明日もまた何もするなと言うような私自身の夕暮れである
自転車の籠にたまねぎ躍らせて俺も畑も夕焼けている
元旦のパンにひそめる干葡萄みなひんやりと冷えている食う
奥村土牛の城を見上げる絵の奥のあんなところに青空がある
 「~している」「~である」の終止形に自由律俳句の影響が感じられる。ともに歌の視界を眼前の現在のみに限定することで、孤絶感を際だたせる効果がある。浮かび上がるのは、過去を捨て未来も見えないため現在しか持たないが、その現在を埋めるすべを知らない孤独な男の姿である。このような境地から生み出される歌は、確かに佐々木幸綱の言うように、現代では珍しい男歌だと言える。なるほど人生は迷いの連続ではあるが、とりあえず日常生活を送りながら心の奥底に迷いを抱えているのと、生活のすべてを捨て去って迷いを暮らしの中心に据えるのとでは大きくちがう。奥田が選択したのはどうやら後者の道らしい。

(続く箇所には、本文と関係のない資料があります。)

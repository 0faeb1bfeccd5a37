//! Water consumption profiles over the day.

use std::fmt;
use std::str::FromStr;

use serde::{Deserialize, Serialize};

/// Polynomial in hour-of-day with coefficients in ascending powers.
///
/// `[c0, c1, c2]` evaluates to `c0 + c1*t + c2*t^2`.
#[derive(Debug, Clone, PartialEq)]
pub struct Polynomial {
    coefficients: Vec<f64>,
}

impl Polynomial {
    /// Creates a polynomial from ascending-power coefficients.
    pub fn new(coefficients: Vec<f64>) -> Self {
        Self { coefficients }
    }

    /// Evaluates the polynomial at `t` using Horner's rule.
    pub fn eval(&self, t: f64) -> f64 {
        self.coefficients
            .iter()
            .rev()
            .fold(0.0, |acc, &c| acc.mul_add(t, c))
    }

    /// Highest power with a stored coefficient (0 for a constant or empty polynomial).
    pub fn degree(&self) -> usize {
        self.coefficients.len().saturating_sub(1)
    }

    pub fn coefficients(&self) -> &[f64] {
        &self.coefficients
    }
}

/// Worst-case assumption for the uncertain secondary consumption.
#[derive(Debug, Clone, Copy, PartialEq, Eq, Hash, Serialize, Deserialize)]
#[serde(rename_all = "lowercase")]
pub enum DemandCurve {
    /// High-consumption envelope.
    Max,
    /// Low-consumption envelope.
    Min,
}

impl DemandCurve {
    pub const ALL: [DemandCurve; 2] = [DemandCurve::Max, DemandCurve::Min];
}

impl fmt::Display for DemandCurve {
    fn fmt(&self, f: &mut fmt::Formatter<'_>) -> fmt::Result {
        match self {
            DemandCurve::Max => f.write_str("max"),
            DemandCurve::Min => f.write_str("min"),
        }
    }
}

impl FromStr for DemandCurve {
    type Err = String;

    fn from_str(s: &str) -> Result<Self, Self::Err> {
        match s {
            "max" => Ok(DemandCurve::Max),
            "min" => Ok(DemandCurve::Min),
            other => Err(format!("unknown demand curve \"{other}\", expected \"max\" or \"min\"")),
        }
    }
}

/// Base consumption plus the two envelopes of the secondary consumption (m³/h).
#[derive(Debug, Clone, PartialEq)]
pub struct DemandProfile {
    base: Polynomial,
    high: Polynomial,
    low: Polynomial,
}

impl DemandProfile {
    pub fn new(base: Polynomial, high: Polynomial, low: Polynomial) -> Self {
        Self { base, high, low }
    }

    /// Base consumption drawn between the pump and the tank (m³/h).
    pub fn base_m3h(&self, t: f64) -> f64 {
        self.base.eval(t)
    }

    /// Secondary consumption under the selected envelope (m³/h).
    pub fn secondary_m3h(&self, curve: DemandCurve, t: f64) -> f64 {
        match curve {
            DemandCurve::Max => self.high.eval(t),
            DemandCurve::Min => self.low.eval(t),
        }
    }

    /// Total draw on the system at `t` (m³/h).
    pub fn total_m3h(&self, curve: DemandCurve, t: f64) -> f64 {
        self.base_m3h(t) + self.secondary_m3h(curve, t)
    }
}

/// Cubic base consumption, ascending powers.
pub const BASE_COEFFICIENTS: [f64; 4] = [20.0, 0.1335, 0.09, -0.004];

/// Degree-7 high envelope, ascending powers.
pub const HIGH_COEFFICIENTS: [f64; 8] = [
    75.393,
    -1.0124,
    -3.8645,
    1.03965,
    -0.09621,
    3.733e-3,
    -4.90754e-5,
    -1.19333e-7,
];

/// Degree-7 low envelope, ascending powers.
pub const LOW_COEFFICIENTS: [f64; 8] = [
    75.393,
    -1.32657,
    -3.85966,
    1.05575,
    -0.100585,
    4.1432e-3,
    -6.54846e-5,
    1.19333e-7,
];

impl Default for DemandProfile {
    fn default() -> Self {
        Self::new(
            Polynomial::new(BASE_COEFFICIENTS.to_vec()),
            Polynomial::new(HIGH_COEFFICIENTS.to_vec()),
            Polynomial::new(LOW_COEFFICIENTS.to_vec()),
        )
    }
}
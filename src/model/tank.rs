use serde::Serialize;

/// Closed interval of admissible water levels (m).
#[derive(Debug, Clone, Copy, PartialEq, Serialize)]
pub struct LevelBounds {
    pub low_m: f64,
    pub high_m: f64,
}

impl LevelBounds {
    /// Creates a level interval.
    ///
    /// # Panics
    ///
    /// Panics if `low_m > high_m`.
    pub fn new(low_m: f64, high_m: f64) -> Self {
        assert!(low_m <= high_m, "level bounds must satisfy low <= high");
        Self { low_m, high_m }
    }

    pub fn contains(&self, level_m: f64) -> bool {
        (self.low_m..=self.high_m).contains(&level_m)
    }

    /// Distance outside the interval, zero when inside.
    pub fn violation(&self, level_m: f64) -> f64 {
        (self.low_m - level_m).max(level_m - self.high_m).max(0.0)
    }

    /// Returns `true` if `inner` lies entirely within `self`.
    pub fn encloses(&self, inner: &LevelBounds) -> bool {
        self.low_m <= inner.low_m && inner.high_m <= self.high_m
    }
}

/// Storage tank with a constant cross-section.
#[derive(Debug, Clone, Copy, PartialEq)]
pub struct Tank {
    /// Free-surface area (m²).
    pub area_m2: f64,
    /// Level at the start of every simulated day (m).
    pub initial_level_m: f64,
    /// Soft limits for normal operation.
    pub operational: LevelBounds,
    /// Hard safety limits; always enclose `operational`.
    pub absolute: LevelBounds,
}

impl Tank {
    /// Creates a tank.
    ///
    /// # Panics
    ///
    /// Panics if the area is not positive or the operational bounds are not
    /// nested inside the absolute bounds.
    pub fn new(
        area_m2: f64,
        initial_level_m: f64,
        operational: LevelBounds,
        absolute: LevelBounds,
    ) -> Self {
        assert!(area_m2 > 0.0, "tank area must be > 0");
        assert!(
            absolute.encloses(&operational),
            "operational bounds must lie within absolute bounds"
        );
        Self {
            area_m2,
            initial_level_m,
            operational,
            absolute,
        }
    }

    /// Rate of level change for a net inflow (m/h).
    pub fn level_rate_m_h(&self, net_inflow_m3h: f64) -> f64 {
        net_inflow_m3h / self.area_m2
    }
}

impl Default for Tank {
    fn default() -> Self {
        Self::new(
            185.0,
            154.0,
            LevelBounds::new(152.0, 157.0),
            LevelBounds::new(150.0, 159.0),
        )
    }
}
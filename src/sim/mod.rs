/// Duty-cycle state machine.
pub mod cursor;
pub mod engine;
pub mod error;
pub mod kpi;
/// Closed-form pump flow solver.
pub mod solver;
pub mod types;

pub use engine::{Simulator, simulate};
pub use error::{GridDefect, ScheduleDefect, SimError};
pub use kpi::TraceReport;
pub use types::{DutySchedule, SimulationTrace, TimeGrid};
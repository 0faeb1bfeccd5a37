//! Pump scheduling simulator for a single-pump, single-tank water supply.
//!
//! Given on-times and durations of the pump's duty cycles, the simulator
//! integrates the tank level over one day, solving the network's energy
//! balance for the pump flow at every sample and accumulating electrical
//! energy and time-of-use cost. The [`problem`] layer turns that into an
//! objective and constraints for an external optimizer.

#[cfg(feature = "api")]
pub mod api;
pub mod config;
pub mod io;
/// Pump, demand, pipe, tank, and tariff description.
pub mod model;
pub mod problem;
/// Flow solver, duty-cycle cursor, and the day simulation.
pub mod sim;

 とはいえ逡巡と悔恨の泥濘の沼に美しい花が咲くこともある。
春雨のしずかに濡らす屋根がありその屋根の下ふたつ舌あり
我の名を夜ごと呼びし手のごとく芭蕉枯れゆく陽だまりの中
まぶたにも縞を持ちたる縞馬に桜の花の降りやまずけり
もの思うごとくしずかに沈みゆき花びらひとつふたつ吐きたり
枝肉の怒り鋭し身を反れどぶち切られおり四肢は半ばに
 このような歌が「あれこれとやりっぱなしの鰯雲そらに浮かべて髭剃られおり」のような歌と並んでいるところにこの歌集の特色があり、これらの歌が心に沁みるとすれば、それは周囲に「行き惑う男の歌」が溢れているためだというのもまた事実なのである。